Firstly, at the mechanistic level, we have decoded the core biophysical drivers. Solar radiation (SR) serves as the paramount energy source but regulates carbon uptake (NEE) and water loss (ET) through distinctly different pathways: it directly controls NEE, while indirectly mediating ET via its influence on atmospheric variables. This dual role explains the observed tight coupling yet seasonal decoupling between the forest's carbon and water cycles. Building upon this mechanistic understanding, we then identified the critical environmental thresholds that govern overall ecosystem function, such as for air temperature (~25°C) and vapor pressure (~2.5 kPa). The quantification of these thresholds is essential for diagnosing vulnerability and predicting systemic stability under future climate regimes.
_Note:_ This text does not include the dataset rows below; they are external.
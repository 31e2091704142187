// Copyright 2026, Jeroen van Erp <jeroen@geeko.me>
// SPDX-License-Identifier: Apache-2.0

//! Resource kinds the lifecycle manager can drive, and the registry that resolves them.

pub mod condition;
pub mod kube_type;
pub mod registry;

pub use condition::ResourceCondition;
pub use kube_type::KubeResourceType;
pub use registry::ResourceTypeRegistry;

use std::fmt;
use std::time::Duration;

use async_trait::async_trait;
use kube::api::{Api, ApiResource, DeleteParams, DynamicObject, PostParams, TypeMeta};
use kube::{Client, Resource};
use serde::Serialize;

use crate::error::{HarnessError, Result};

/// In-place modification applied to the live object by [`ResourceType::replace`]
pub type EditFn<'a> = &'a (dyn Fn(&mut DynamicObject) + Send + Sync);

/// Identity of a tracked object: what it is, where it lives and which cluster holds it.
#[derive(Debug, Clone, PartialEq, Eq, Hash, Serialize)]
pub struct ResourceRef {
    pub kind: String,
    pub namespace: Option<String>,
    pub name: String,
    pub context: String,
}

impl ResourceRef {
    pub fn new(
        kind: impl Into<String>,
        namespace: Option<&str>,
        name: impl Into<String>,
        context: impl Into<String>,
    ) -> Self {
        Self {
            kind: kind.into(),
            namespace: namespace.map(str::to_string),
            name: name.into(),
            context: context.into(),
        }
    }

    /// Read kind, namespace and name off an object that lives in `context`
    pub fn from_object(resource: &DynamicObject, context: &str) -> Result<Self> {
        Ok(Self {
            kind: object_kind(resource)?.to_string(),
            namespace: resource.metadata.namespace.clone(),
            name: object_name(resource)?.to_string(),
            context: context.to_string(),
        })
    }
}

impl fmt::Display for ResourceRef {
    fn fmt(&self, f: &mut fmt::Formatter<'_>) -> fmt::Result {
        match &self.namespace {
            Some(ns) => write!(f, "{} {}/{}", self.kind, ns, self.name),
            None => write!(f, "{} {}", self.kind, self.name),
        }
    }
}

/// A tracked object together with its last-known state
#[derive(Debug, Clone)]
pub struct ResourceHandle {
    pub reference: ResourceRef,
    pub snapshot: DynamicObject,
}

impl ResourceHandle {
    pub fn new(resource: DynamicObject, context: &str) -> Result<Self> {
        Ok(Self {
            reference: ResourceRef::from_object(&resource, context)?,
            snapshot: resource,
        })
    }
}

pub(crate) fn object_kind(resource: &DynamicObject) -> Result<&str> {
    resource
        .types
        .as_ref()
        .map(|t| t.kind.as_str())
        .filter(|kind| !kind.is_empty())
        .ok_or_else(|| {
            HarnessError::InvalidResource(format!(
                "object '{}' does not declare a kind",
                resource.metadata.name.as_deref().unwrap_or("<unnamed>")
            ))
        })
}

pub(crate) fn object_name(resource: &DynamicObject) -> Result<&str> {
    resource.metadata.name.as_deref().ok_or_else(|| {
        HarnessError::InvalidResource("object must have metadata.name".to_string())
    })
}

/// Convert a typed object into the generic form the manager works with.
pub fn to_dynamic<K>(resource: &K) -> Result<DynamicObject>
where
    K: Resource<DynamicType = ()> + Serialize,
{
    let mut object: DynamicObject = serde_json::from_value(serde_json::to_value(resource)?)?;
    object.types = Some(TypeMeta {
        api_version: K::api_version(&()).to_string(),
        kind: K::kind(&()).to_string(),
    });
    Ok(object)
}

/// Capability set the lifecycle manager needs for one resource kind.
///
/// Only the identity methods and [`ResourceType::is_ready`] are required; the CRUD
/// operations default to plain API calls through [`ResourceType::client_handle`].
/// Every call receives the client of the cluster context it should act on.
#[async_trait]
pub trait ResourceType: Send + Sync {
    /// Kind string this handler is registered under
    fn kind(&self) -> &str;

    fn api_resource(&self) -> &ApiResource;

    fn is_namespaced(&self) -> bool;

    /// Readiness budget for this kind, if it differs from the manager default
    fn readiness_timeout(&self) -> Option<Duration> {
        None
    }

    /// Dynamic API handle for this kind on `client`
    fn client_handle(&self, client: &Client, namespace: Option<&str>) -> Api<DynamicObject> {
        match (self.is_namespaced(), namespace) {
            (true, Some(ns)) => Api::namespaced_with(client.clone(), ns, self.api_resource()),
            (true, None) => Api::default_namespaced_with(client.clone(), self.api_resource()),
            (false, _) => Api::all_with(client.clone(), self.api_resource()),
        }
    }

    async fn create(&self, client: &Client, resource: &DynamicObject) -> Result<DynamicObject> {
        let name = object_name(resource)?;
        self.client_handle(client, resource.metadata.namespace.as_deref())
            .create(&PostParams::default(), resource)
            .await
            .map_err(|e| HarnessError::classify(e, format!("{} {}", self.kind(), name)))
    }

    async fn update(&self, client: &Client, resource: &DynamicObject) -> Result<DynamicObject> {
        let name = object_name(resource)?;
        self.client_handle(client, resource.metadata.namespace.as_deref())
            .replace(name, &PostParams::default(), resource)
            .await
            .map_err(|e| HarnessError::classify(e, format!("{} {}", self.kind(), name)))
    }

    async fn delete(&self, client: &Client, namespace: Option<&str>, name: &str) -> Result<()> {
        self.client_handle(client, namespace)
            .delete(name, &DeleteParams::background())
            .await
            .map(|_| ())
            .map_err(|e| HarnessError::classify(e, format!("{} {}", self.kind(), name)))
    }

    /// Fetch the live object, apply `edit` and write it back under its current resourceVersion
    async fn replace(
        &self,
        client: &Client,
        namespace: Option<&str>,
        name: &str,
        edit: EditFn<'_>,
    ) -> Result<DynamicObject> {
        let api = self.client_handle(client, namespace);
        let mut live = api
            .get(name)
            .await
            .map_err(|e| HarnessError::classify(e, format!("{} {}", self.kind(), name)))?;
        edit(&mut live);
        api.replace(name, &PostParams::default(), &live)
            .await
            .map_err(|e| HarnessError::classify(e, format!("{} {}", self.kind(), name)))
    }

    async fn get(
        &self,
        client: &Client,
        namespace: Option<&str>,
        name: &str,
    ) -> Result<Option<DynamicObject>> {
        self.client_handle(client, namespace)
            .get_opt(name)
            .await
            .map_err(|e| HarnessError::classify(e, format!("{} {}", self.kind(), name)))
    }

    async fn is_ready(&self, client: &Client, resource: &DynamicObject) -> Result<bool>;

    async fn is_deleted(
        &self,
        client: &Client,
        namespace: Option<&str>,
        name: &str,
    ) -> Result<bool> {
        Ok(self.get(client, namespace, name).await?.is_none())
    }
}

#[cfg(test)]
mod tests {
    use super::*;
    use k8s_openapi::api::core::v1::ConfigMap;
    use kube::api::ObjectMeta;
    use std::collections::BTreeMap;

    #[test]
    fn test_to_dynamic_sets_type_meta() {
        let cm = ConfigMap {
            metadata: ObjectMeta {
                name: Some("settings".to_string()),
                namespace: Some("default".to_string()),
                ..Default::default()
            },
            data: Some(BTreeMap::from([("key".to_string(), "value".to_string())])),
            ..Default::default()
        };

        let object = to_dynamic(&cm).unwrap();

        let types = object.types.as_ref().unwrap();
        assert_eq!(types.kind, "ConfigMap");
        assert_eq!(types.api_version, "v1");
        assert_eq!(object.data["data"]["key"], "value");
    }

    #[test]
    fn test_reference_from_object() {
        let object: DynamicObject = serde_json::from_value(serde_json::json!({
            "apiVersion": "v1",
            "kind": "Secret",
            "metadata": { "name": "creds", "namespace": "team-a" }
        }))
        .unwrap();

        let reference = ResourceRef::from_object(&object, "primary").unwrap();

        assert_eq!(reference, ResourceRef::new("Secret", Some("team-a"), "creds", "primary"));
        assert_eq!(reference.to_string(), "Secret team-a/creds");
    }

    #[test]
    fn test_reference_requires_kind_and_name() {
        let no_kind: DynamicObject = serde_json::from_value(serde_json::json!({
            "metadata": { "name": "orphan" }
        }))
        .unwrap();
        assert!(matches!(
            ResourceRef::from_object(&no_kind, "primary"),
            Err(HarnessError::InvalidResource(_))
        ));

        let no_name: DynamicObject = serde_json::from_value(serde_json::json!({
            "apiVersion": "v1",
            "kind": "Namespace",
            "metadata": {}
        }))
        .unwrap();
        assert!(matches!(
            ResourceRef::from_object(&no_name, "primary"),
            Err(HarnessError::InvalidResource(_))
        ));
    }

    #[test]
    fn test_cluster_scoped_reference_display() {
        let reference = ResourceRef::new("Namespace", None, "test", "primary");
        assert_eq!(reference.to_string(), "Namespace test");
    }
}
Most significantly, integrated machine learning and bias-corrected CMIP6 framework provides a novel resilience assessment. It reveals a fundamental divergence: traditional climate models project a mid-century sink-to-source transition, while our ML model, trained on conservation-era data, projects a persistent carbon sink. This indicates that sustained protection may buffer ecosystems against a purely climate-driven decline.